No era un acto pretencioso, pero la definición que Robert Doisneau daba de una buena fotografía encajaba como horma del zapato a las suyas: Existe esa cosa misteriosa que se cuela por azar y a la que yo llamo el encanto. Esa especie de aroma surge mucho tiempo después. Hay imágenes que envejecen bien y que envejecerán cada vez mejor. Esas son las buenas fotos.
Escenarios sugerentes y personas y situaciones cotidianas que él convertía en especiales pueblan las imágenes de este fotógrafo francés que renunció seguir modas y tendencias y que trabajaba siguiendo su propio instinto, sin ningún orden establecido que pudiese poner reglas a su mirada. Tampoco le guiaban intenciones creativas preconcebidas, sino el impulso entre artístico y narrativo de convertir en interesantes ficciones instantes breves de realidad. Cámara mediante, los hacía atemporales.
A partir de mañana, la Fundación Canal acoge “La belleza de lo cotidiano”, una muestra organizada en colaboración con el Atelier Robert Doisneau y comisariada por Annette Doisneau y Francine Deroudille, ambas hijas del artista, que nos da la oportunidad de disfrutar en Madrid de algunas de sus obras emblemáticas y de otras apenas o nunca vistas.
La fecha de su nacimiento coincide con la del hundimiento del Titanic (14 de abril de 1912) y sabemos que era bastante joven, en 1929 contando con 17 años, cuando decidió dedicar su vida a la fotografía. Dos años más tarde conoció a André Vigneau, un completo artista que le facilitaría el camino a la hora de conocer a otros, pero su carrera dio cierto giro al ser contratado por la Renault. No duró mucho: la gente le interesaba bastante más que las máquinas y fue despedido dada su impuntualidad, rasgo de su perseverante libertad a la hora de coger la cámara, de una independencia que en él se daba la mano con una amabilidad y un humor que quienes lo conocieron siempre subrayan.
Diez años después de ser despedido de la Renault, en 1939, quien requirió sus servicios fue Vogue, y aquel contrato le permitió relacionarse con la alta sociedad de París, aunque más que en ellos, Doisneau gustaba de retratar a las gentes que habitaban los suburbios y a quienes paseaban a orillas del Sena, en los callejones y mercados.

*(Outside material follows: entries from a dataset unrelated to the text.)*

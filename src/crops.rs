//! Crop Identity
//!
//! The twelve supported crops as a closed enum. Everything downstream
//! (rules, templates, profiles) is total over this set, so resolving a
//! free-text name is the only place an unknown crop can appear.

use serde::{Deserialize, Serialize};

use crate::error::EngineError;

/// Supported crop set, in report order
#[derive(Debug, Clone, Copy, PartialEq, Eq, PartialOrd, Ord, Hash, Serialize, Deserialize)]
#[serde(rename_all = "lowercase")]
pub enum Crop {
    Sugarcane,
    Cotton,
    Soyabean,
    Rice,
    Jowar,
    Tur,
    Wheat,
    Groundnut,
    Onion,
    Tomato,
    Potato,
    Garlic,
}

impl Crop {
    pub const ALL: [Crop; 12] = [
        Crop::Sugarcane,
        Crop::Cotton,
        Crop::Soyabean,
        Crop::Rice,
        Crop::Jowar,
        Crop::Tur,
        Crop::Wheat,
        Crop::Groundnut,
        Crop::Onion,
        Crop::Tomato,
        Crop::Potato,
        Crop::Garlic,
    ];

    /// Lowercase identifier used in wire formats and URLs
    pub fn id(&self) -> &'static str {
        match self {
            Crop::Sugarcane => "sugarcane",
            Crop::Cotton => "cotton",
            Crop::Soyabean => "soyabean",
            Crop::Rice => "rice",
            Crop::Jowar => "jowar",
            Crop::Tur => "tur",
            Crop::Wheat => "wheat",
            Crop::Groundnut => "groundnut",
            Crop::Onion => "onion",
            Crop::Tomato => "tomato",
            Crop::Potato => "potato",
            Crop::Garlic => "garlic",
        }
    }

    /// Formal name shown in reports
    pub fn display_name(&self) -> &'static str {
        match self {
            Crop::Sugarcane => "Sugarcane",
            Crop::Cotton => "Cotton",
            Crop::Soyabean => "Soyabean",
            Crop::Rice => "Rice",
            Crop::Jowar => "Jowar",
            Crop::Tur => "Tur (Pigeon Pea)",
            Crop::Wheat => "Wheat",
            Crop::Groundnut => "Groundnut",
            Crop::Onion => "Onion",
            Crop::Tomato => "Tomato",
            Crop::Potato => "Potato",
            Crop::Garlic => "Garlic",
        }
    }

    /// Resolve a free-text crop name (id or display name, case-insensitive)
    pub fn parse(name: &str) -> Result<Crop, EngineError> {
        let needle = name.trim().to_lowercase();
        Crop::ALL
            .iter()
            .copied()
            .find(|c| c.id() == needle || c.display_name().to_lowercase() == needle)
            .ok_or_else(|| EngineError::UnknownCrop(name.trim().to_string()))
    }
}

#[cfg(test)]
mod tests {
    use super::*;

    #[test]
    fn test_parse_accepts_ids_and_display_names() {
        assert_eq!(Crop::parse("sugarcane"), Ok(Crop::Sugarcane));
        assert_eq!(Crop::parse("Tur (Pigeon Pea)"), Ok(Crop::Tur));
        assert_eq!(Crop::parse("  WHEAT  "), Ok(Crop::Wheat));
    }

    #[test]
    fn test_parse_rejects_unknown_names() {
        assert_eq!(
            Crop::parse("quinoa"),
            Err(EngineError::UnknownCrop("quinoa".to_string()))
        );
        // Nothing falls back to a default crop
        assert!(Crop::parse("").is_err());
    }

    #[test]
    fn test_all_covers_twelve_distinct_crops() {
        let mut ids: Vec<&str> = Crop::ALL.iter().map(|c| c.id()).collect();
        ids.sort_unstable();
        ids.dedup();
        assert_eq!(ids.len(), 12, "crop ids must be unique");
    }
}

Representante de la Escuela Humanista francesa y de un realismo poético que adecuó a su estilo personal, Doisneau basaba sus improvisados procesos de trabajo en la observación atenta del entorno. No le servía cualquier escena, sino aquella que le diera pie a reflejar el mundo no como es, sino como él desearía que fuera; en definitiva, su producción quería ser representación del deseo, la prueba de que existe la ternura.

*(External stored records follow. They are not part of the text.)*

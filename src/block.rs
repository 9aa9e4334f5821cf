//! Composite shapes
//!
//! A [`Block`] owns ordered collections of straight lines, points, text and
//! child blocks. Transforms recurse through the whole tree and return a new
//! tree; the receiver is never modified by them.
//!
//! Children are owned values, so a block cannot contain itself, directly or
//! through a descendant:
//!
//! ```compile_fail
//! use blockgeom::Block;
//!
//! let mut block = Block::new();
//! block.add_block([block]);
//! ```
//!
//! Adding a clone is fine; the clone is an independent tree.

use crate::bounds::{collective_bounding_box, BoundedShape, BoundingBox};
use crate::shapes::{Line, Point, StraightLine, Text, Transform};
use crate::types::{Length, Offset};

/// A composite geometric container
#[derive(Clone, Debug, Default, PartialEq)]
pub struct Block {
    straight_lines: Vec<StraightLine>,
    points: Vec<Point>,
    text: Vec<Text>,
    blocks: Vec<Block>,
}

impl Block {
    pub fn new() -> Self {
        Self::default()
    }

    /// Append points in order
    pub fn add_point(&mut self, points: impl IntoIterator<Item = Point>) -> &mut Self {
        self.points.extend(points);
        self
    }

    /// Append lines in order, storing each as its straight segments
    pub fn add_line<L: Line>(&mut self, lines: impl IntoIterator<Item = L>) -> &mut Self {
        for line in lines {
            let segments = line.straight_lines();
            crate::log::trace!(segments = segments.len(), "add_line decomposed");
            self.straight_lines.extend(segments);
        }
        self
    }

    /// Append text items in order
    pub fn add_text(&mut self, text: impl IntoIterator<Item = Text>) -> &mut Self {
        self.text.extend(text);
        self
    }

    /// Append child blocks in order. Each child is moved in, so it can only
    /// ever have one parent.
    pub fn add_block(&mut self, blocks: impl IntoIterator<Item = Block>) -> &mut Self {
        self.blocks.extend(blocks);
        self
    }

    pub fn straight_lines(&self) -> &[StraightLine] {
        &self.straight_lines
    }

    pub fn points(&self) -> &[Point] {
        &self.points
    }

    pub fn text(&self) -> &[Text] {
        &self.text
    }

    pub fn blocks(&self) -> &[Block] {
        &self.blocks
    }

    /// Number of elements owned directly by this block (children count as one each)
    pub fn len(&self) -> usize {
        self.straight_lines.len() + self.points.len() + self.text.len() + self.blocks.len()
    }

    /// True when this block owns nothing at all
    pub fn is_empty(&self) -> bool {
        self.len() == 0
    }
}

impl Transform for Block {
    fn translate(&self, offset: Offset) -> Self {
        crate::log::debug!(
            dx = offset.dx.0,
            dy = offset.dy.0,
            children = self.blocks.len(),
            "translate block"
        );
        Block {
            straight_lines: self.straight_lines.iter().map(|l| l.translate(offset)).collect(),
            points: self.points.iter().map(|p| p.translate(offset)).collect(),
            text: self.text.iter().map(|t| t.translate(offset)).collect(),
            blocks: self.blocks.iter().map(|b| b.translate(offset)).collect(),
        }
    }

    /// Rebuilds the tree through the regular `add_*` operations.
    fn mirror_horizontally(&self, axis_x: impl Into<Length>) -> Self {
        let axis: Length = axis_x.into();
        crate::log::debug!(axis = axis.0, children = self.blocks.len(), "mirror block");

        let mut out = Block::new();
        out.add_line(self.straight_lines.iter().map(|l| l.mirror_horizontally(axis)))
            .add_point(self.points.iter().map(|p| p.mirror_horizontally(axis)))
            .add_text(self.text.iter().map(|t| t.mirror_horizontally(axis)))
            .add_block(self.blocks.iter().map(|b| b.mirror_horizontally(axis)));
        out
    }
}

impl BoundedShape for Block {
    /// The collective extent of every owned element and every descendant.
    /// Child blocks without geometry contribute nothing.
    fn extent(&self) -> Option<BoundingBox> {
        let children = self
            .straight_lines
            .iter()
            .map(|c| c as &dyn BoundedShape)
            .chain(self.points.iter().map(|c| c as &dyn BoundedShape))
            .chain(self.text.iter().map(|c| c as &dyn BoundedShape))
            .chain(self.blocks.iter().map(|c| c as &dyn BoundedShape));

        collective_bounding_box(children).ok()
    }
}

Quizá ese gusto por inventar fotográficamente sueños le llevara a codearse con músicos, actores y escritores, creadores, como él, de mundos paralelos, de ilusiones. En su obra predomina la plasmación de la emoción sobre los rigores de la composición formal, y no tenía ninguna importancia que intermediara en el resultado la ficción; por eso la controversia nacida en torno a El beso de l´ Hôtel de ville no podía tener largo recorrido: aquí también sugiere emociones a través del reflejo modificado de un instante fugaz. Nada importa que el idealismo sea casi un personaje más.

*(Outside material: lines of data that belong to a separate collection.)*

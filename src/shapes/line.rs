//! Straight segments and the compound lines that decompose into them

use super::{Line, Point, Transform};
use crate::bounds::{collective_bounding_box, BoundedShape, BoundingBox};
use crate::types::{Length, Offset};

/// A directed segment from `start` to `end`
#[derive(Clone, Copy, Debug, PartialEq)]
pub struct StraightLine {
    pub start: Point,
    pub end: Point,
}

impl StraightLine {
    pub fn new(start: Point, end: Point) -> Self {
        Self { start, end }
    }

    pub fn start(&self) -> Point {
        self.start
    }

    pub fn end(&self) -> Point {
        self.end
    }

    /// The same segment traversed the other way
    pub fn reversed(&self) -> Self {
        Self {
            start: self.end,
            end: self.start,
        }
    }

    pub fn length(&self) -> Length {
        self.start.distance(self.end)
    }
}

impl Line for StraightLine {
    fn straight_lines(&self) -> Vec<StraightLine> {
        vec![*self]
    }
}

impl Transform for StraightLine {
    fn translate(&self, offset: Offset) -> Self {
        Self {
            start: self.start.translate(offset),
            end: self.end.translate(offset),
        }
    }

    /// Both endpoints mirror independently; direction is kept.
    fn mirror_horizontally(&self, axis_x: impl Into<Length>) -> Self {
        let axis: Length = axis_x.into();
        Self {
            start: self.start.mirror_horizontally(axis),
            end: self.end.mirror_horizontally(axis),
        }
    }
}

impl BoundedShape for StraightLine {
    fn extent(&self) -> Option<BoundingBox> {
        Some(BoundingBox::from_corners(self.start, self.end))
    }
}

/// A chain of connected segments through `vertices`, in order
#[derive(Clone, Debug, PartialEq, Default)]
pub struct Polyline {
    pub vertices: Vec<Point>,
}

impl Polyline {
    pub fn new(vertices: impl IntoIterator<Item = Point>) -> Self {
        Self {
            vertices: vertices.into_iter().collect(),
        }
    }

    /// Close the chain back to its first vertex
    pub fn closed(mut self) -> Self {
        if let (Some(&first), Some(&last)) = (self.vertices.first(), self.vertices.last()) {
            if self.vertices.len() > 2 && first != last {
                self.vertices.push(first);
            }
        }
        self
    }
}

impl Line for Polyline {
    /// One segment per consecutive vertex pair; fewer than two vertices yield none.
    fn straight_lines(&self) -> Vec<StraightLine> {
        self.vertices
            .windows(2)
            .map(|pair| StraightLine::new(pair[0], pair[1]))
            .collect()
    }
}

impl Transform for Polyline {
    fn translate(&self, offset: Offset) -> Self {
        Self {
            vertices: self.vertices.iter().map(|v| v.translate(offset)).collect(),
        }
    }

    fn mirror_horizontally(&self, axis_x: impl Into<Length>) -> Self {
        let axis: Length = axis_x.into();
        Self {
            vertices: self
                .vertices
                .iter()
                .map(|v| v.mirror_horizontally(axis))
                .collect(),
        }
    }
}

impl BoundedShape for Polyline {
    fn extent(&self) -> Option<BoundingBox> {
        collective_bounding_box(&self.vertices).ok()
    }
}

#[cfg(test)]
mod tests {
    use super::*;
    use crate::errors::GeometryError;

    fn seg(x1: f64, y1: f64, x2: f64, y2: f64) -> StraightLine {
        StraightLine::new(Point::new(x1, y1), Point::new(x2, y2))
    }

    #[test]
    fn straight_line_decomposes_to_itself() {
        let l = seg(0.0, 0.0, 1.0, 1.0);
        assert_eq!(l.straight_lines(), vec![l]);
    }

    #[test]
    fn mirror_keeps_endpoint_order() {
        let l = seg(1.0, 2.0, 4.0, 6.0);
        let m = l.mirror_horizontally(0.0);
        assert_eq!(m.start, Point::new(-1.0, 2.0));
        assert_eq!(m.end, Point::new(-4.0, 6.0));
        assert_eq!(m.mirror_horizontally(0.0), l);
    }

    #[test]
    fn translate_round_trip() {
        let l = seg(1.0, 2.0, 4.0, 6.0);
        let o = Offset::new(-0.5, 10.0);
        let moved = l.translate(o);
        assert_eq!(moved, seg(0.5, 12.0, 3.5, 16.0));
        assert_eq!(moved.translate(-o), l);
    }

    #[test]
    fn bounding_box_spans_endpoints() {
        let bb = seg(10.0, 0.0, 0.0, 5.0).bounding_box().unwrap();
        assert_eq!(bb.min, Point::new(0.0, 0.0));
        assert_eq!(bb.max, Point::new(10.0, 5.0));
    }

    #[test]
    fn reversed_and_length() {
        let l = seg(0.0, 0.0, 3.0, 4.0);
        assert_eq!(l.reversed(), seg(3.0, 4.0, 0.0, 0.0));
        assert_eq!(l.length(), Length(5.0));
    }

    #[test]
    fn polyline_decomposes_in_order() {
        let pl = Polyline::new([
            Point::new(0.0, 0.0),
            Point::new(1.0, 0.0),
            Point::new(1.0, 1.0),
        ]);
        assert_eq!(
            pl.straight_lines(),
            vec![seg(0.0, 0.0, 1.0, 0.0), seg(1.0, 0.0, 1.0, 1.0)]
        );
    }

    #[test]
    fn closed_polyline_returns_to_start() {
        let pl = Polyline::new([
            Point::new(0.0, 0.0),
            Point::new(2.0, 0.0),
            Point::new(2.0, 2.0),
        ])
        .closed();
        let segs = pl.straight_lines();
        assert_eq!(segs.len(), 3);
        assert_eq!(segs[2], seg(2.0, 2.0, 0.0, 0.0));
    }

    #[test]
    fn short_polylines_have_no_segments() {
        assert!(Polyline::default().straight_lines().is_empty());
        assert!(Polyline::new([Point::new(1.0, 1.0)]).straight_lines().is_empty());
    }

    #[test]
    fn empty_polyline_has_no_extent() {
        assert_eq!(Polyline::default().bounding_box(), Err(GeometryError::EmptyGeometry));
    }
}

No obstante, la reclamación de derechos de imagen de múltiples personas que aseguraban ser los protagonistas de la foto (él ganó el juicio gracias a que conservaba el resguardo del pago a dos actores) sumieron al fotógrafo en una honda depresión sus últimos años de vida. A su muerte, Cartier-Bresson le concedió uno de sus mejores homenajes al hablar de su afán por no repetirse y de su amor por todos los seres, su profunda bondad.
Al centenar largo de imágenes que podremos ver, hasta el 15 de enero, en la Fundación Canal, fechadas entre los veinte y los setenta, se suma abundante material personal (su cámara Rolleiflex, publicaciones originales…). Dos secciones estructuran la muestra: La belleza de lo cotidiano y Palm Springs; la primera consta de ochenta copias de época (buscad a Mademoiselle Anita o a Picasso retratado) y la segunda nos enseña una serie apenas conocida y concebida desde la ironía. Se trata del primer proyecto a color de Doisneau, que ya había experimentado con él desde los cuarenta pero que no se decidió a incorporarlo a su trabajo por las dudas sobre su durabilidad y por su carestía. Retrató un mundo artificial: el de los recién construidos campos de golf para jubilados americanos adinerados en el desierto de Colorado. Toda una sorpresa.